Only one portion of the data is to be written out: from the line bearing "pub const NOT_SPECIFIED: &str" through the line bearing "let mut options = Vec::new();". Write it exactly as it appears.

%%

//! HTTP client for the catalog admin API

use reqwest::{Client, StatusCode};
use serde::de::DeserializeOwned;
use serde_json::Value;
use shared::ApiEnvelope;
use shared::models::{
    Category, DescriptionRequest, ProductPayload, ProgressFn, UploadReceipt, UploadResponse,
};

use crate::upload::media_form;
use crate::{ClientConfig, ClientError, ClientResult};

// ========== Endpoints ==========

const CATEGORY_PATH: &str = "api/v1/category";
const UPLOAD_PATH: &str = "api/v1/upload";
const DESCRIPTION_PATH: &str = "api/v1/ai/generate-description";
const PRODUCT_PATH: &str = "api/v1/product";

/// Description endpoint answer
///
/// Older deployments return `{ description }`, newer ones the standard
/// envelope with the text as `payload`.
#[derive(Debug, serde::Deserialize)]
struct DescriptionResponse {
    #[serde(default)]
    status: Option<String>,
    #[serde(default)]
    message: Option<String>,
    #[serde(default)]
    payload: Option<String>,
    #[serde(default)]
    description: Option<String>,
}

/// HTTP client for making network requests to the catalog API
#[derive(Debug, Clone)]
pub struct CatalogClient {
    client: Client,
    base_url: String,
    token: Option<String>,
    upload_chunk_size: usize,
}

impl CatalogClient {
    /// Create a new HTTP client from configuration
    pub fn new(config: &ClientConfig) -> ClientResult<Self> {
        if config.base_url.trim().is_empty() {
            return Err(ClientError::Config("base_url must not be empty".into()));
        }
        let client = Client::builder()
            .timeout(std::time::Duration::from_secs(config.timeout))
            .build()?;

        Ok(Self {
            client,
            base_url: config.base_url.trim_end_matches('/').to_string(),
            token: config.token.clone(),
            upload_chunk_size: config.upload_chunk_size.max(1),
        })
    }

    /// Set the authentication token
    pub fn with_token(mut self, token: impl Into<String>) -> Self {
        self.token = Some(token.into());
        self
    }

    /// Get the current token
    pub fn token(&self) -> Option<&str> {
        self.token.as_deref()
    }

    pub fn base_url(&self) -> &str {
        &self.base_url
    }

    /// Absolute URL for an API path
    pub fn url(&self, path: &str) -> String {
        format!("{}/{}", self.base_url, path.trim_start_matches('/'))
    }

    /// Build authorization header value
    fn auth_header(&self) -> Option<String> {
        self.token.as_ref().map(|t| format!("Bearer {}", t))
    }

    fn authorize(&self, request: reqwest::RequestBuilder) -> reqwest::RequestBuilder {
        match self.auth_header() {
            Some(auth) => request.header(reqwest::header::AUTHORIZATION, auth),
            None => request,
        }
    }

    /// Make a GET request
    pub async fn get<T: DeserializeOwned>(&self, path: &str) -> ClientResult<T> {
        let request = self.authorize(self.client.get(self.url(path)));
        let response = request.send().await?;
        Self::handle_response(response).await
    }

    /// Make a POST request with JSON body
    pub async fn post<T: DeserializeOwned, B: serde::Serialize + ?Sized>(
        &self,
        path: &str,
        body: &B,
    ) -> ClientResult<T> {
        let request = self.authorize(self.client.post(self.url(path)).json(body));
        let response = request.send().await?;
        Self::handle_response(response).await
    }

    /// Make a PUT request with JSON body
    pub async fn put<T: DeserializeOwned, B: serde::Serialize + ?Sized>(
        &self,
        path: &str,
        body: &B,
    ) -> ClientResult<T> {
        let request = self.authorize(self.client.put(self.url(path)).json(body));
        let response = request.send().await?;
        Self::handle_response(response).await
    }

    /// Handle the HTTP response
    async fn handle_response<T: DeserializeOwned>(response: reqwest::Response) -> ClientResult<T> {
        let status = response.status();

        if !status.is_success() {
            let text = response.text().await?;
            return Err(Self::error_for_status(status, text));
        }

        let text = response.text().await?;
        serde_json::from_str(&text).map_err(Into::into)
    }

    /// Map a failed HTTP status (and the body the server sent) to an error
    fn error_for_status(status: StatusCode, text: String) -> ClientError {
        // Try to extract the message from the API envelope
        let message = serde_json::from_str::<ApiEnvelope<Value>>(&text)
            .ok()
            .and_then(|env| env.message)
            .unwrap_or(text);

        match status {
            StatusCode::UNAUTHORIZED => ClientError::Unauthorized,
            StatusCode::FORBIDDEN => ClientError::Forbidden(message),
            StatusCode::NOT_FOUND => ClientError::NotFound(message),
            StatusCode::BAD_REQUEST | StatusCode::UNPROCESSABLE_ENTITY => {
                ClientError::Validation(message)
            }
            _ if status.is_server_error() => ClientError::Internal(message),
            _ => ClientError::Api {
                status: status.as_u16(),
                message,
            },
        }
    }

    /// Unwrap a successful envelope's payload
    fn into_payload<T>(envelope: ApiEnvelope<T>) -> ClientResult<Option<T>> {
        if !envelope.is_success() {
            return Err(ClientError::Rejected(envelope.failure_message()));
        }
        Ok(envelope.payload)
    }

    // ========== Category API ==========

    /// Fetch the full category tree
    pub async fn fetch_categories(&self) -> ClientResult<Vec<Category>> {
        let envelope: ApiEnvelope<Vec<Category>> = self.get(CATEGORY_PATH).await?;
        let categories = Self::into_payload(envelope)?.unwrap_or_default();
        tracing::debug!(roots = categories.len(), "Fetched category tree");
        Ok(categories)
    }

    // ========== Media API ==========

    /// Upload one file as multipart, reporting progress through `progress`
    ///
    /// A non-success status in the response body is not an error here; it
    /// is returned in the receipt for the caller to decide.
    pub async fn upload_media(
        &self,
        file_name: &str,
        content_type: &str,
        data: Vec<u8>,
        progress: ProgressFn,
    ) -> ClientResult<UploadReceipt> {
        let size = data.len();
        let form = media_form(file_name, content_type, data, self.upload_chunk_size, progress)?;
        let request = self.authorize(self.client.post(self.url(UPLOAD_PATH)).multipart(form));

        tracing::debug!(file = %file_name, size, "Uploading media");
        let response = request.send().await?;
        let upload: UploadResponse = Self::handle_response(response).await?;
        Ok(upload.into_receipt())
    }

    // ========== Assistant API ==========

    /// Ask the server to generate a product description
    pub async fn generate_description(&self, request: &DescriptionRequest) -> ClientResult<String> {
        let response: DescriptionResponse = self.post(DESCRIPTION_PATH, request).await?;

        if let Some(status) = response.status.as_deref()
            && !status.eq_ignore_ascii_case(shared::STATUS_SUCCESS)
        {
            return Err(ClientError::Rejected(
                response.message.unwrap_or_else(|| status.to_string()),
            ));
        }

        response
            .payload
            .or(response.description)
            .filter(|text| !text.trim().is_empty())
            .ok_or_else(|| ClientError::InvalidResponse("Missing description".to_string()))
    }

    // ========== Product API ==========

    /// Create a product
    pub async fn create_product(&self, payload: &ProductPayload) -> ClientResult<Option<Value>> {
        let envelope: ApiEnvelope<Value> = self.post(PRODUCT_PATH, payload).await?;
        Self::into_payload(envelope)
    }

    /// Update an existing product
    pub async fn update_product(
        &self,
        id: &str,
        payload: &ProductPayload,
    ) -> ClientResult<Option<Value>> {
        let path = format!("{}/{}", PRODUCT_PATH, id);
        let envelope: ApiEnvelope<Value> = self.put(&path, payload).await?;
        Self::into_payload(envelope)
    }
}

#[cfg(test)]
mod tests {
    use super::*;

    fn client() -> CatalogClient {
        CatalogClient::new(&ClientConfig::new("http://localhost:8000/")).unwrap()
    }

    #[test]
    fn test_url_joining() {
        let client = client();
        assert_eq!(client.base_url(), "http://localhost:8000");
        assert_eq!(
            client.url("/api/v1/category"),
            "http://localhost:8000/api/v1/category"
        );
        assert_eq!(
            client.url(PRODUCT_PATH),
            "http://localhost:8000/api/v1/product"
        );
    }

    #[test]
    fn test_empty_base_url_is_config_error() {
        let result = CatalogClient::new(&ClientConfig::new("  "));
        assert!(matches!(result, Err(ClientError::Config(_))));
    }

    #[test]
    fn test_token() {
        let client = client();
        assert!(client.token().is_none());
        let client = client.with_token("t0k");
        assert_eq!(client.token(), Some("t0k"));
        assert_eq!(client.auth_header().as_deref(), Some("Bearer t0k"));
    }

    #[test]
    fn test_error_for_status_reads_envelope_message() {
        let err = CatalogClient::error_for_status(
            StatusCode::BAD_REQUEST,
            r#"{"status":"error","message":"title is required"}"#.to_string(),
        );
        assert!(matches!(err, ClientError::Validation(ref m) if m == "title is required"));

        let err = CatalogClient::error_for_status(StatusCode::BAD_GATEWAY, "upstream".into());
        assert!(matches!(err, ClientError::Internal(ref m) if m == "upstream"));

        let err = CatalogClient::error_for_status(StatusCode::CONFLICT, "dup".into());
        assert!(matches!(err, ClientError::Api { status: 409, .. }));

        let err = CatalogClient::error_for_status(StatusCode::UNAUTHORIZED, String::new());
        assert!(matches!(err, ClientError::Unauthorized));
    }

    #[test]
    fn test_into_payload_rejects_failed_envelope() {
        let env: ApiEnvelope<Value> = ApiEnvelope::error("duplicate slug");
        let err = CatalogClient::into_payload(env).unwrap_err();
        assert!(matches!(err, ClientError::Rejected(ref m) if m == "duplicate slug"));

        let env = ApiEnvelope::success(serde_json::json!({"_id": "p1"}));
        let payload = CatalogClient::into_payload(env).unwrap();
        assert_eq!(payload.unwrap()["_id"], "p1");
    }
}
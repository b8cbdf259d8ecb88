//! Unified error codes for the catalog admin
//!
//! Error codes are organized by category:
//! - 0xxx: General errors
//! - 1xxx: Authentication errors
//! - 2xxx: Permission errors
//! - 60xx-64xx: Product and category errors
//! - 65xx: Media upload errors
//! - 66xx: Description assistant errors
//! - 9xxx: System errors

use serde::Serialize;
use std::fmt;

/// Unified error code enum
///
/// All error codes are represented as u16 values for efficient serialization
/// and cross-language compatibility with the admin frontend.
#[derive(Debug, Clone, Copy, PartialEq, Eq, Hash, Serialize)]
#[serde(into = "u16")]
#[repr(u16)]
pub enum ErrorCode {
    // ==================== 0xxx: General ====================
    /// Operation completed successfully
    Success = 0,
    /// Unknown error
    Unknown = 1,
    /// Validation failed
    ValidationFailed = 2,
    /// Resource not found
    NotFound = 3,
    /// Invalid request
    InvalidRequest = 5,
    /// Invalid format
    InvalidFormat = 6,
    /// Required field missing
    RequiredField = 7,

    // ==================== 1xxx: Auth ====================
    /// User is not authenticated
    NotAuthenticated = 1001,

    // ==================== 2xxx: Permission ====================
    /// Permission denied
    PermissionDenied = 2001,

    // ==================== 6xxx: Product ====================
    ProductInvalidPrice = 6002,
    CategoryLoadFailed = 6104,

    // ==================== 65xx: Media Upload ====================
    FileTooLarge = 6501,
    UnsupportedFileFormat = 6502,
    NoFileProvided = 6504,
    FileStorageFailed = 6509,
    ThumbnailNotUploaded = 6510,

    // ==================== 66xx: Description Assistant ====================
    DescriptionGenerationFailed = 6601,

    // ==================== 9xxx: System ====================
    InternalError = 9001,
    NetworkError = 9003,
    TimeoutError = 9004,
    ConfigError = 9005,
}

impl ErrorCode {
    #[inline]
    pub const fn code(&self) -> u16 {
        *self as u16
    }

    #[inline]
    pub const fn is_success(&self) -> bool {
        matches!(self, ErrorCode::Success)
    }

    pub const fn message(&self) -> &'static str {
        match self {
            // General
            ErrorCode::Success => "Operation completed successfully",
            ErrorCode::Unknown => "An unknown error occurred",
            ErrorCode::ValidationFailed => "Validation failed",
            ErrorCode::NotFound => "Resource not found",
            ErrorCode::InvalidRequest => "Invalid request",
            ErrorCode::InvalidFormat => "Invalid format",
            ErrorCode::RequiredField => "All fields required",

            // Auth
            ErrorCode::NotAuthenticated => "User is not authenticated",

            // Permission
            ErrorCode::PermissionDenied => "Permission denied",

            // Product
            ErrorCode::ProductInvalidPrice => {
                "Price, stock, and discount price cannot be negative"
            }
            ErrorCode::CategoryLoadFailed => "Failed to load categories",

            // Media
            ErrorCode::FileTooLarge => "File size should be less than 5MB",
            ErrorCode::UnsupportedFileFormat => "Please select a valid image file",
            ErrorCode::NoFileProvided => "Please select a thumbnail image first",
            ErrorCode::FileStorageFailed => "Failed to upload thumbnail. Please try again.",
            ErrorCode::ThumbnailNotUploaded => "Please upload the thumbnail first.",

            // Assistant
            ErrorCode::DescriptionGenerationFailed => "Failed to generate AI description",

            // System
            ErrorCode::InternalError => "Internal server error",
            ErrorCode::NetworkError => "Network error",
            ErrorCode::TimeoutError => "Operation timed out",
            ErrorCode::ConfigError => "Configuration error",
        }
    }
}

impl From<ErrorCode> for u16 {
    #[inline]
    fn from(code: ErrorCode) -> Self {
        code.code()
    }
}

impl fmt::Display for ErrorCode {
    fn fmt(&self, f: &mut fmt::Formatter<'_>) -> fmt::Result {
        write!(f, "{}", self.code())
    }
}
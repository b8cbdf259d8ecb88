//! Error category classification

use super::codes::ErrorCode;
use serde::Serialize;

/// Error category classification based on error code ranges
///
/// - 0xxx: General errors
/// - 1xxx: Authentication errors
/// - 2xxx: Permission errors
/// - 6000-6499: Product and category errors
/// - 6500-6599: Media upload errors
/// - 6600-6699: Description assistant errors
/// - everything else: System errors
#[derive(Debug, Clone, Copy, PartialEq, Eq, Hash, Serialize)]
#[serde(rename_all = "snake_case")]
pub enum ErrorCategory {
    /// General errors (0xxx)
    General,
    /// Authentication errors (1xxx)
    Auth,
    /// Permission errors (2xxx)
    Permission,
    /// Product errors (60xx-64xx)
    Product,
    /// Media upload errors (65xx)
    Media,
    /// Description assistant errors (66xx)
    Assistant,
    /// System errors (9xxx)
    System,
}

impl ErrorCategory {
    /// Determine category from error code value
    pub fn from_code(code: u16) -> Self {
        match code {
            0..1000 => Self::General,
            1000..2000 => Self::Auth,
            2000..3000 => Self::Permission,
            6000..6500 => Self::Product,
            6500..6600 => Self::Media,
            6600..6700 => Self::Assistant,
            _ => Self::System,
        }
    }

    /// Get the string name for this category
    pub fn name(&self) -> &'static str {
        match self {
            Self::General => "general",
            Self::Auth => "auth",
            Self::Permission => "permission",
            Self::Product => "product",
            Self::Media => "media",
            Self::Assistant => "assistant",
            Self::System => "system",
        }
    }
}

impl ErrorCode {
    /// Get the category for this error code
    pub fn category(&self) -> ErrorCategory {
        ErrorCategory::from_code(self.code())
    }
}
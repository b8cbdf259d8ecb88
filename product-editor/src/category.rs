//! Category tree flattening
//!
//! Turns the nested category tree into the flat, indented option list a
//! select control shows, plus the reverse id → name lookup.

use serde::Serialize;
use shared::models::{Category, CategoryId};

/// Default per-level label prefix: three non-breaking spaces
pub const DEFAULT_INDENT: &str = "\u{a0}\u{a0}\u{a0}";

/// Name reported for an id that is not in the tree
pub const NOT_SPECIFIED: &str = "not specified";

/// One selectable category
#[derive(Debug, Clone, PartialEq, Eq, Serialize)]
pub struct CategoryOption {
    pub value: CategoryId,
    /// Indent repeated once per depth level, then the category name
    pub label: String,
}

/// Flatten with the default indentation
pub fn flatten(tree: &[Category]) -> Vec<CategoryOption> {
    flatten_with(tree, DEFAULT_INDENT)
}

/// Pre-order flatten, preserving sibling order
pub fn flatten_with(tree: &[Category], indent: &str) -> Vec<CategoryOption> {
    let mut options = Vec::new();
    let mut stack: Vec<(&Category, usize)> = tree.iter().rev().map(|c| (c, 0)).collect();

    while let Some((node, depth)) = stack.pop() {
        options.push(CategoryOption {
            value: node.id.clone(),
            label: format!("{}{}", indent.repeat(depth), node.name),
        });
        // Reversed so the first child is popped next
        stack.extend(node.children.iter().rev().map(|c| (c, depth + 1)));
    }

    options
}

/// Name of the first node (pre-order) whose id matches
pub fn name_of<'a>(tree: &'a [Category], id: &CategoryId) -> &'a str {
    let mut stack: Vec<&Category> = tree.iter().rev().collect();

    while let Some(node) = stack.pop() {
        if &node.id == id {
            return &node.name;
        }
        stack.extend(node.children.iter().rev());
    }

    NOT_SPECIFIED
}

/// Total number of nodes in the tree
pub fn count_nodes(tree: &[Category]) -> usize {
    let mut count = 0;
    let mut stack: Vec<&Category> = tree.iter().collect();
    while let Some(node) = stack.pop() {
        count += 1;
        stack.extend(node.children.iter());
    }
    count
}
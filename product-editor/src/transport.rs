//! Collaborator traits consumed by the editor
//!
//! The editor never talks HTTP itself. Each outside call goes through one
//! of these traits; [`CatalogClient`] implements all of the async ones.

use async_trait::async_trait;
use catalog_client::{CatalogClient, ClientResult};
use parking_lot::Mutex;
use serde_json::Value;
use shared::models::{Category, DescriptionRequest, ProductPayload, ProgressFn, UploadReceipt};
use std::sync::Arc;

use crate::upload::MediaFile;

/// Read-only source of the category tree
#[async_trait]
pub trait CategorySource: Send + Sync {
    async fn fetch_categories(&self) -> ClientResult<Vec<Category>>;
}

/// Sends one file to the media host
#[async_trait]
pub trait UploadTransport: Send + Sync {
    /// Upload `file`, calling `progress` with percentages as bytes go out
    async fn upload(&self, file: &MediaFile, progress: ProgressFn) -> ClientResult<UploadReceipt>;
}

/// Text generation for product descriptions
#[async_trait]
pub trait DescriptionGenerator: Send + Sync {
    async fn generate(&self, request: &DescriptionRequest) -> ClientResult<String>;
}

/// Product persistence
#[async_trait]
pub trait ProductMutations: Send + Sync {
    async fn create_product(&self, payload: &ProductPayload) -> ClientResult<Option<Value>>;

    async fn update_product(
        &self,
        id: &str,
        payload: &ProductPayload,
    ) -> ClientResult<Option<Value>>;
}

/// Route changes requested by the editor
pub trait Navigator: Send + Sync {
    fn navigate(&self, route: &str);
}

// ========== HTTP implementations ==========

#[async_trait]
impl CategorySource for CatalogClient {
    async fn fetch_categories(&self) -> ClientResult<Vec<Category>> {
        CatalogClient::fetch_categories(self).await
    }
}

#[async_trait]
impl UploadTransport for CatalogClient {
    async fn upload(&self, file: &MediaFile, progress: ProgressFn) -> ClientResult<UploadReceipt> {
        self.upload_media(&file.name, &file.content_type, file.data.clone(), progress)
            .await
    }
}

#[async_trait]
impl DescriptionGenerator for CatalogClient {
    async fn generate(&self, request: &DescriptionRequest) -> ClientResult<String> {
        self.generate_description(request).await
    }
}

#[async_trait]
impl ProductMutations for CatalogClient {
    async fn create_product(&self, payload: &ProductPayload) -> ClientResult<Option<Value>> {
        CatalogClient::create_product(self, payload).await
    }

    async fn update_product(
        &self,
        id: &str,
        payload: &ProductPayload,
    ) -> ClientResult<Option<Value>> {
        CatalogClient::update_product(self, id, payload).await
    }
}

/// Navigator that only logs and remembers the requested routes
#[derive(Debug, Default)]
pub struct LogNavigator {
    visited: Mutex<Vec<String>>,
}

impl LogNavigator {
    pub fn new() -> Self {
        Self::default()
    }

    pub fn visited(&self) -> Vec<String> {
        self.visited.lock().clone()
    }

    pub fn last(&self) -> Option<String> {
        self.visited.lock().last().cloned()
    }
}

impl Navigator for LogNavigator {
    fn navigate(&self, route: &str) {
        tracing::info!(route = %route, "Navigate");
        self.visited.lock().push(route.to_string());
    }
}

/// Every collaborator the editor needs
#[derive(Clone)]
pub struct EditorServices {
    pub categories: Arc<dyn CategorySource>,
    pub uploader: Arc<dyn UploadTransport>,
    pub generator: Arc<dyn DescriptionGenerator>,
    pub products: Arc<dyn ProductMutations>,
    pub navigator: Arc<dyn Navigator>,
}

impl EditorServices {
    /// Use one HTTP client for every remote call
    pub fn from_client(client: CatalogClient, navigator: Arc<dyn Navigator>) -> Self {
        let client = Arc::new(client);
        Self {
            categories: client.clone(),
            uploader: client.clone(),
            generator: client.clone(),
            products: client,
            navigator,
        }
    }
}

impl std::fmt::Debug for EditorServices {
    fn fmt(&self, f: &mut std::fmt::Formatter<'_>) -> std::fmt::Result {
        f.debug_struct("EditorServices").finish_non_exhaustive()
    }
}

#[cfg(test)]
mod tests {
    use super::*;
    use catalog_client::ClientConfig;

    #[test]
    fn test_log_navigator_records_routes() {
        let nav = LogNavigator::new();
        assert!(nav.last().is_none());
        nav.navigate("/admin/products");
        nav.navigate("/admin/products/p1");
        assert_eq!(nav.visited().len(), 2);
        assert_eq!(nav.last().as_deref(), Some("/admin/products/p1"));
    }

    #[test]
    fn test_services_share_one_client() {
        let client = ClientConfig::default().build_client().unwrap();
        let nav: Arc<dyn Navigator> = Arc::new(LogNavigator::new());
        let services = EditorServices::from_client(client, nav.clone());
        assert!(Arc::ptr_eq(&services.navigator, &nav));
    }
}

%%

▶ [Response to the exercise]:
pub const NOT_SPECIFIED: &str = "not specified";

/// One selectable category
#[derive(Debug, Clone, PartialEq, Eq, Serialize)]
pub struct CategoryOption {
    pub value: CategoryId,
    /// Indent repeated once per depth level, then the category name
    pub label: String,
}

/// Flatten with the default indentation
pub fn flatten(tree: &[Category]) -> Vec<CategoryOption> {
    flatten_with(tree, DEFAULT_INDENT)
}

/// Pre-order flatten, preserving sibling order
pub fn flatten_with(tree: &[Category], indent: &str) -> Vec<CategoryOption> {
    let mut options = Vec::new();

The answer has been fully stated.